Then, one of us got pregnant, our gender differences were brought into stark relief and it changed the dynamic of our relationship forever. We had a son. And our natural parenting styles have followed stereotypical lines.

*Climbing trees*
Aged five our son is on a fallen log and is thinking about jumping from one branch to the other, but he hasn't quite got up the nerve.

Mum: Don't jump! You'll get hurt.
Dad: Jump. I think you'll make it.
Mum: He could slip!
Dad: Take my hand... now jump...great! Now do it again.... great... Now one more time and next time you do it again without my help... great. Now on your own... go on...Great! I knew you could do it!

*Coming off his bike*
Now one of the drawback of riding a bike is that once in a while you come off it. After his first major spill, he came down hard, hard enough to embed a pebble in the visor of his helmet. If his mother got there first she would have molly-coddled him, said "that's enough cycling for today" and walked him home.

Because we have an understanding (a negotiation if you will), I go to him first if he falls off his bike. I dust him down, check him for cuts and then, all being well, immediately take him back up to the top of the hill to try again. "I will run down with you. I won't let you fall".

My son benefits from my wife's strong maternal instincts in numerous ways and we're all grateful for that. But our understanding is that sometimes she has to defer to me on how we bring up our son. I want our boy to confront his fears, to benefit in my belief in him.
_"You have never been a little boy, you've never been a son, you'll never be a husband, you'll never be a father"._
A friend of mine has a domineering wife and I told him the above. He chuckled as if my neanderthal ways would never work with his wife. From my point of view he is weak. I dread what his inability to stand up to his wife will teach his son.

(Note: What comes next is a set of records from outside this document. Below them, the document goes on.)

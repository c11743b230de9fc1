/*!
 * Communicators
 *
 * A communicator is a handle set whose slots hold rank-aware communicator
 * objects, one per selected worker. `create_cart` attaches a Cartesian topology
 * to it; the resulting objects answer `get_topo` and `get_coords`, which is all
 * grid discovery needs.
 */

use quasar_core_interface::{
    Args, ObjectRef, RemoteError, RemoteObject, Task, TaskExecutor, Value, WorkerId,
};
use quasar_core_topology::{coords_of_rank, grid_size, rank_of_coords};
use std::sync::Arc;
use tracing::{debug, info};

use crate::error::{QuasarError, Result};
use crate::handles::HandleSet;
use crate::topology::GridTopology;

/// Worker-side world communicator
#[derive(Debug)]
pub struct WorldComm {
    rank: usize,
    size: usize,
}

impl WorldComm {
    pub fn new(rank: usize, size: usize) -> Self {
        Self { rank, size }
    }
}

impl RemoteObject for WorldComm {
    fn type_name(&self) -> &'static str {
        "Comm"
    }

    fn get_attr(&self, name: &str) -> std::result::Result<Value, RemoteError> {
        match name {
            "rank" => Ok(self.rank.into()),
            "size" => Ok(self.size.into()),
            _ => Err(RemoteError::AttributeNotFound {
                type_name: self.type_name().to_string(),
                name: name.to_string(),
            }),
        }
    }

    fn set_attr(&mut self, name: &str, _value: Value) -> std::result::Result<(), RemoteError> {
        Err(RemoteError::Failed(format!(
            "attribute '{}' of Comm is read-only",
            name
        )))
    }

    fn call(&mut self, method: &str, args: Args) -> std::result::Result<Value, RemoteError> {
        match method {
            "create_cart" => {
                let dims = args.require(0, "dims")?.to_usizes()?;
                let periods = match args.lookup(1, "periods") {
                    Some(value) => value.to_bools()?,
                    None => vec![true; dims.len()],
                };
                let cart = CartCommObject::new(self.rank, dims, periods, self.size)?;
                Ok(ObjectRef::new(Box::new(cart)).into())
            }
            "get_rank" => Ok(self.rank.into()),
            "get_size" => Ok(self.size.into()),
            _ => Err(RemoteError::MethodNotFound {
                type_name: self.type_name().to_string(),
                name: method.to_string(),
            }),
        }
    }
}

/// Worker-side Cartesian communicator; ranks map to row-major coordinates
#[derive(Debug)]
pub struct CartCommObject {
    rank: usize,
    dims: Vec<usize>,
    periods: Vec<bool>,
    coords: Vec<usize>,
}

impl CartCommObject {
    pub fn new(
        rank: usize,
        dims: Vec<usize>,
        periods: Vec<bool>,
        size: usize,
    ) -> std::result::Result<Self, RemoteError> {
        if grid_size(&dims) != size {
            return Err(RemoteError::Failed(format!(
                "dims {:?} hold {} processes but the communicator has {}",
                dims,
                grid_size(&dims),
                size
            )));
        }
        if periods.len() != dims.len() {
            return Err(RemoteError::Failed(format!(
                "periods {:?} do not match dims {:?}",
                periods, dims
            )));
        }
        let coords = coords_of_rank(&dims, rank);
        Ok(Self {
            rank,
            dims,
            periods,
            coords,
        })
    }
}

impl RemoteObject for CartCommObject {
    fn type_name(&self) -> &'static str {
        "CartComm"
    }

    fn get_attr(&self, name: &str) -> std::result::Result<Value, RemoteError> {
        match name {
            "rank" => Ok(self.rank.into()),
            "dims" => Ok(Value::from_usizes(&self.dims)),
            "periods" => Ok(Value::from_bools(&self.periods)),
            "coords" => Ok(Value::from_usizes(&self.coords)),
            "ndim" => Ok(self.dims.len().into()),
            _ => Err(RemoteError::AttributeNotFound {
                type_name: self.type_name().to_string(),
                name: name.to_string(),
            }),
        }
    }

    fn set_attr(&mut self, name: &str, _value: Value) -> std::result::Result<(), RemoteError> {
        Err(RemoteError::Failed(format!(
            "attribute '{}' of CartComm is read-only",
            name
        )))
    }

    fn call(&mut self, method: &str, args: Args) -> std::result::Result<Value, RemoteError> {
        match method {
            "get_topo" => Ok(Value::Tuple(vec![
                Value::from_usizes(&self.dims),
                Value::from_bools(&self.periods),
                Value::from_usizes(&self.coords),
            ])),
            "get_coords" => Ok(Value::from_usizes(&self.coords)),
            "get_cart_rank" => {
                let coords = args.require(0, "coords")?.to_usizes()?;
                Ok(rank_of_coords(&self.dims, &coords).into())
            }
            _ => Err(RemoteError::MethodNotFound {
                type_name: self.type_name().to_string(),
                name: method.to_string(),
            }),
        }
    }
}

/// Key accepted by [`Comm::index`]
#[derive(Debug, Clone, PartialEq, Eq)]
pub enum CommKey {
    Rank(usize),
    Worker(WorkerId),
}

/// A communicator spanning a set of workers
pub struct Comm {
    handles: HandleSet,
    ranks: Vec<usize>,
    workers: Vec<WorkerId>,
}

impl Comm {
    /// Build a communicator over `workers`, one rank per worker in order.
    pub async fn create(executor: Arc<dyn TaskExecutor>, workers: &[WorkerId]) -> Result<Self> {
        if workers.is_empty() {
            return Err(QuasarError::Config(
                "a communicator needs at least one worker".to_string(),
            ));
        }
        let size = workers.len();
        let ranks: Vec<Value> = (0..size).map(Value::from).collect();
        let scattered = HandleSet::new(executor.clone(), executor.scatter(ranks, workers, false).await?);

        // every worker must have received exactly one rank
        let holders = scattered.workers().await?;
        if holders != workers {
            return Err(QuasarError::Topology(format!(
                "ranks landed on {:?}, expected {:?}",
                holders, workers
            )));
        }

        let comms = scattered
            .map(Task::new("comm:create", move |values| {
                let rank = values[0]
                    .as_int()
                    .ok_or_else(|| RemoteError::type_mismatch("a rank", &values[0]))?;
                Ok(ObjectRef::new(Box::new(WorldComm::new(rank as usize, size))).into())
            }))
            .await?;

        let ranks = comms
            .map(Task::new("comm:rank", |values| match values[0].as_object() {
                Some(comm) => comm.get_attr("rank"),
                None => Err(RemoteError::type_mismatch("a communicator", &values[0])),
            }))
            .await?
            .results()
            .await?
            .iter()
            .map(|rank| {
                rank.as_int()
                    .map(|r| r as usize)
                    .ok_or_else(|| QuasarError::Topology(format!("invalid rank {}", rank)))
            })
            .collect::<Result<Vec<_>>>()?;

        let workers = comms.workers().await?;
        info!("Created communicator of size {} over {:?}", size, workers);
        Ok(Self {
            handles: comms,
            ranks,
            workers,
        })
    }

    pub fn handles(&self) -> &HandleSet {
        &self.handles
    }

    pub fn executor(&self) -> &Arc<dyn TaskExecutor> {
        self.handles.executor()
    }

    pub fn size(&self) -> usize {
        self.handles.len()
    }

    pub fn ranks(&self) -> &[usize] {
        &self.ranks
    }

    pub fn workers(&self) -> &[WorkerId] {
        &self.workers
    }

    pub fn ranks_workers(&self) -> Vec<(usize, WorkerId)> {
        self.ranks
            .iter()
            .copied()
            .zip(self.workers.iter().cloned())
            .collect()
    }

    /// Slot index of a rank or worker
    pub fn index(&self, key: &CommKey) -> Result<usize> {
        let found = match key {
            CommKey::Rank(rank) => self.ranks.iter().position(|r| r == rank),
            CommKey::Worker(worker) => self.workers.iter().position(|w| w == worker),
        };
        found.ok_or_else(|| {
            QuasarError::KeyNotFound(format!("{:?} is neither a rank nor a worker of the communicator", key))
        })
    }

    /// Attach a Cartesian topology with the given extents.
    ///
    /// The product of `dims` must equal the communicator size; this is checked
    /// before anything is submitted.
    pub async fn create_cart(&self, dims: &[usize], periods: &[bool]) -> Result<Arc<GridTopology>> {
        if dims.is_empty() || dims.contains(&0) {
            return Err(QuasarError::Topology(format!(
                "invalid grid dims {:?}",
                dims
            )));
        }
        if grid_size(dims) != self.size() {
            return Err(QuasarError::Topology(format!(
                "dims {:?} hold {} processes but the communicator has {}",
                dims,
                grid_size(dims),
                self.size()
            )));
        }
        if periods.len() != dims.len() {
            return Err(QuasarError::Topology(format!(
                "periods {:?} do not match dims {:?}",
                periods, dims
            )));
        }

        debug!(dims = ?dims, periods = ?periods, "Creating Cartesian communicator");
        let args = Args::positional(vec![Value::from_usizes(dims), Value::from_bools(periods)]);
        let carts = self
            .handles
            .map(Task::new("comm:create_cart", move |values| {
                match values[0].as_object() {
                    Some(comm) => comm.call("create_cart", args.clone()),
                    None => Err(RemoteError::type_mismatch("a communicator", &values[0])),
                }
            }))
            .await?;
        GridTopology::discover(carts).await
    }
}

impl std::fmt::Debug for Comm {
    fn fmt(&self, f: &mut std::fmt::Formatter<'_>) -> std::fmt::Result {
        f.debug_struct("Comm")
            .field("ranks", &self.ranks)
            .field("workers", &self.workers)
            .finish()
    }
}

#[cfg(test)]
mod tests {
    use super::*;
    use quasar_local::{ClusterConfig, LocalCluster};

    async fn world(n: usize) -> (Arc<LocalCluster>, Comm) {
        let cluster = Arc::new(LocalCluster::start(ClusterConfig::with_workers(n)).await.unwrap());
        let executor: Arc<dyn TaskExecutor> = cluster.clone();
        let comm = Comm::create(executor.clone(), &executor.workers()).await.unwrap();
        (cluster, comm)
    }

    #[test]
    fn test_cart_object_row_major() {
        let mut cart = CartCommObject::new(3, vec![2, 2], vec![true, false], 4).unwrap();
        assert_eq!(cart.get_attr("coords").unwrap(), Value::from_usizes(&[1, 1]));
        let rank = cart
            .call("get_cart_rank", Args::new().with(Value::from_usizes(&[1, 0])))
            .unwrap();
        assert_eq!(rank, Value::Int(2));
        assert!(CartCommObject::new(0, vec![3], vec![true], 4).is_err());
    }

    #[tokio::test]
    async fn test_world_ranks_and_workers() {
        let (cluster, comm) = world(3).await;
        assert_eq!(comm.size(), 3);
        assert_eq!(comm.ranks(), &[0, 1, 2]);
        assert_eq!(comm.workers(), cluster.workers().as_slice());
        assert_eq!(comm.index(&CommKey::Rank(2)).unwrap(), 2);
        assert_eq!(
            comm.index(&CommKey::Worker(WorkerId::new("local-1"))).unwrap(),
            1
        );
        assert!(matches!(
            comm.index(&CommKey::Rank(7)),
            Err(QuasarError::KeyNotFound(_))
        ));
    }

    #[tokio::test]
    async fn test_create_cart_checks_size_before_submitting() {
        let (cluster, comm) = world(4).await;
        let before = cluster.submitted_tasks();
        let err = comm.create_cart(&[3, 2], &[true, true]).await.unwrap_err();
        assert!(matches!(err, QuasarError::Topology(_)));
        assert_eq!(cluster.submitted_tasks(), before);
    }
}
//! Quasar Core Topology
//!
//! Pure logic for Cartesian process grids and for laying chunked arrays out on
//! them. No I/O and no async: every function here is deterministic and can be
//! used to validate a request before a single task is submitted.
//!
//! # Example
//!
//! ```
//! use quasar_core_topology::{ArrayLayout, CartesianGrid};
//!
//! let grid = CartesianGrid::row_major(vec![2], vec![false]).unwrap();
//! let layout = ArrayLayout::for_builder(grid.dims(), &[4, 2], Some(&[2, 2]), None).unwrap();
//!
//! // slot 0 owns block (0, 0), slot 1 owns block (1, 0)
//! assert_eq!(layout.block_keys(&grid), vec![vec![0, 0], vec![1, 0]]);
//! ```

pub mod error;
pub mod grid;
pub mod placement;

pub use error::{GridError, Result};
pub use grid::{coords_of_rank, grid_size, rank_of_coords, CartesianGrid};
pub use placement::{
    block_offset, block_shape, derive_shape, local_chunk_shape, normalize_chunks, ArrayLayout,
    AxisMatch, AxisPair,
};

/// Prelude for convenient imports
pub mod prelude {
    pub use crate::error::{GridError, Result};
    pub use crate::grid::CartesianGrid;
    pub use crate::placement::{ArrayLayout, AxisMatch};
}
//! Remote objects: the enumerated surface a distributed object exposes
//!
//! Instead of intercepting arbitrary attribute access, a remote object answers
//! exactly three requests (`call`, `get_attr`, `set_attr`) and is built by a
//! [`Class`] constructor. The dispatcher in the root crate turns each request into
//! one task per slot.

use std::fmt;
use std::sync::{Arc, Mutex};

use crate::value::Value;
use crate::RemoteError;

/// Positional and keyword arguments, in call order
#[derive(Debug, Clone, Default, PartialEq)]
pub struct Args {
    pub positional: Vec<Value>,
    pub keywords: Vec<(String, Value)>,
}

impl Args {
    pub fn new() -> Self {
        Self::default()
    }

    pub fn positional(values: Vec<Value>) -> Self {
        Self {
            positional: values,
            keywords: Vec::new(),
        }
    }

    pub fn with(mut self, value: impl Into<Value>) -> Self {
        self.positional.push(value.into());
        self
    }

    pub fn with_keyword(mut self, key: impl Into<String>, value: impl Into<Value>) -> Self {
        self.keywords.push((key.into(), value.into()));
        self
    }

    pub fn get(&self, index: usize) -> Option<&Value> {
        self.positional.get(index)
    }

    pub fn keyword(&self, key: &str) -> Option<&Value> {
        self.keywords
            .iter()
            .find(|(name, _)| name == key)
            .map(|(_, value)| value)
    }

    /// Positional argument `index`, falling back to keyword `key`
    pub fn lookup(&self, index: usize, key: &str) -> Option<&Value> {
        self.get(index).or_else(|| self.keyword(key))
    }

    /// Like [`Args::lookup`] but the argument is mandatory
    pub fn require(&self, index: usize, key: &str) -> Result<&Value, RemoteError> {
        self.lookup(index, key)
            .ok_or_else(|| RemoteError::MissingArgument(key.to_string()))
    }

    pub fn is_empty(&self) -> bool {
        self.positional.is_empty() && self.keywords.is_empty()
    }
}

/// An object living on a worker
///
/// Implementations must be `Send + Sync` since workers run on their own tasks.
pub trait RemoteObject: Send + Sync + fmt::Debug {
    /// Name of the object's class, used in error messages
    fn type_name(&self) -> &'static str;

    fn get_attr(&self, name: &str) -> Result<Value, RemoteError>;

    fn set_attr(&mut self, name: &str, value: Value) -> Result<(), RemoteError>;

    fn call(&mut self, method: &str, args: Args) -> Result<Value, RemoteError>;
}

/// Shared reference to a remote object.
///
/// Cloning shares the object; equality is identity.
#[derive(Clone)]
pub struct ObjectRef {
    inner: Arc<Mutex<Box<dyn RemoteObject>>>,
    type_name: &'static str,
}

impl ObjectRef {
    pub fn new(object: Box<dyn RemoteObject>) -> Self {
        let type_name = object.type_name();
        Self {
            inner: Arc::new(Mutex::new(object)),
            type_name,
        }
    }

    pub fn type_name(&self) -> &'static str {
        self.type_name
    }

    pub fn ptr_eq(&self, other: &ObjectRef) -> bool {
        Arc::ptr_eq(&self.inner, &other.inner)
    }

    pub fn get_attr(&self, name: &str) -> Result<Value, RemoteError> {
        let guard = self.inner.lock().map_err(|_| RemoteError::Poisoned)?;
        guard.get_attr(name)
    }

    pub fn set_attr(&self, name: &str, value: Value) -> Result<(), RemoteError> {
        let mut guard = self.inner.lock().map_err(|_| RemoteError::Poisoned)?;
        guard.set_attr(name, value)
    }

    pub fn call(&self, method: &str, args: Args) -> Result<Value, RemoteError> {
        let mut guard = self.inner.lock().map_err(|_| RemoteError::Poisoned)?;
        guard.call(method, args)
    }
}

impl fmt::Debug for ObjectRef {
    fn fmt(&self, f: &mut fmt::Formatter<'_>) -> fmt::Result {
        f.debug_struct("ObjectRef")
            .field("type_name", &self.type_name)
            .finish()
    }
}

pub type Constructor =
    dyn Fn(Args) -> Result<Box<dyn RemoteObject>, RemoteError> + Send + Sync + 'static;

/// A constructor that can run on any worker
#[derive(Clone)]
pub struct Class {
    name: &'static str,
    ctor: Arc<Constructor>,
}

impl Class {
    pub fn new<F>(name: &'static str, ctor: F) -> Self
    where
        F: Fn(Args) -> Result<Box<dyn RemoteObject>, RemoteError> + Send + Sync + 'static,
    {
        Self {
            name,
            ctor: Arc::new(ctor),
        }
    }

    pub fn name(&self) -> &'static str {
        self.name
    }

    pub fn instantiate(&self, args: Args) -> Result<ObjectRef, RemoteError> {
        (self.ctor)(args).map(ObjectRef::new)
    }
}

impl fmt::Debug for Class {
    fn fmt(&self, f: &mut fmt::Formatter<'_>) -> fmt::Result {
        f.debug_struct("Class").field("name", &self.name).finish()
    }
}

If father's don't stand their ground when raising their sons, mothers will fill that vacuum and help turn out another molly-coddled, mummy's boy.


----------



## ConanHub

Have to agree with you Azteca.
_Posted via Mobile Device_


----------



## JCD

sinnister said:


> I can believe this.
> 
> But can you imagine what it's like to be a single woman trying to find a long term comittment from men now a days? Her choices are cheaters, losers addicted to gaming, are feminized cry babies to soft to get anything done.
> 
> And when they naturally are attracted by more traditional men, their feelings are invalidated by every media outlet, magazine and even sometimes women in their inner circle. So they're being conditioned to be less attracted to traditional males by nurture, yet their innate physical need to couple with a strong male figure keeps creeping back into the forefront.
> 
> So what is a woman to do?


As I've said before. Life sucks for both genders, it just sucks in different ways.


----------



## JCD

The definition and requirements of manhood have changed. 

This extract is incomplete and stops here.